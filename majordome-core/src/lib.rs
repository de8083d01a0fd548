//! Majordome Core
//!
//! This crate contains the runtime-agnostic transport building blocks the
//! broker, workers and clients are assembled from:
//! - Wire framing (`codec`) and multipart assembly (`multipart`)
//! - Connection pumps over compio TCP streams (`actor`)
//! - Application payload codec: action + JSON mapping (`message`)
//! - Endpoint parsing (`endpoint`), options (`options`), deployment
//!   configuration (`config`)
//! - Reconnection backoff (`reconnect`)
//! - Error types (`error`)

#![cfg_attr(not(test), deny(unsafe_code))]
#![allow(clippy::module_name_repetitions)]

pub mod actor;
pub mod codec;
pub mod config;
pub mod endpoint;
pub mod error;
pub mod message;
pub mod multipart;
pub mod options;
pub mod reconnect;
pub mod tcp;

// Optional: a small prelude to make downstream crates ergonomic.
// Keep it minimal to avoid API lock-in.
pub mod prelude {
    pub use crate::actor::{spawn_connection, spawn_connection_with, ConnCmd, ConnEvent, Connection};
    pub use crate::codec::{encode_frames, FrameDecoder, WireFrame};
    pub use crate::config::MqConfig;
    pub use crate::endpoint::Endpoint;
    pub use crate::error::CoreError;
    pub use crate::message::MqMessage;
    pub use crate::multipart::MultipartAssembler;
    pub use crate::options::MqOptions;
    pub use crate::reconnect::ReconnectState;
    pub use crate::tcp::enable_tcp_nodelay;
}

PROBLEM DESCRIPTION →
Note how many lines of the listing above include the word "message", and respond with that number only.

ANSWER TO THE EXERCISE →
3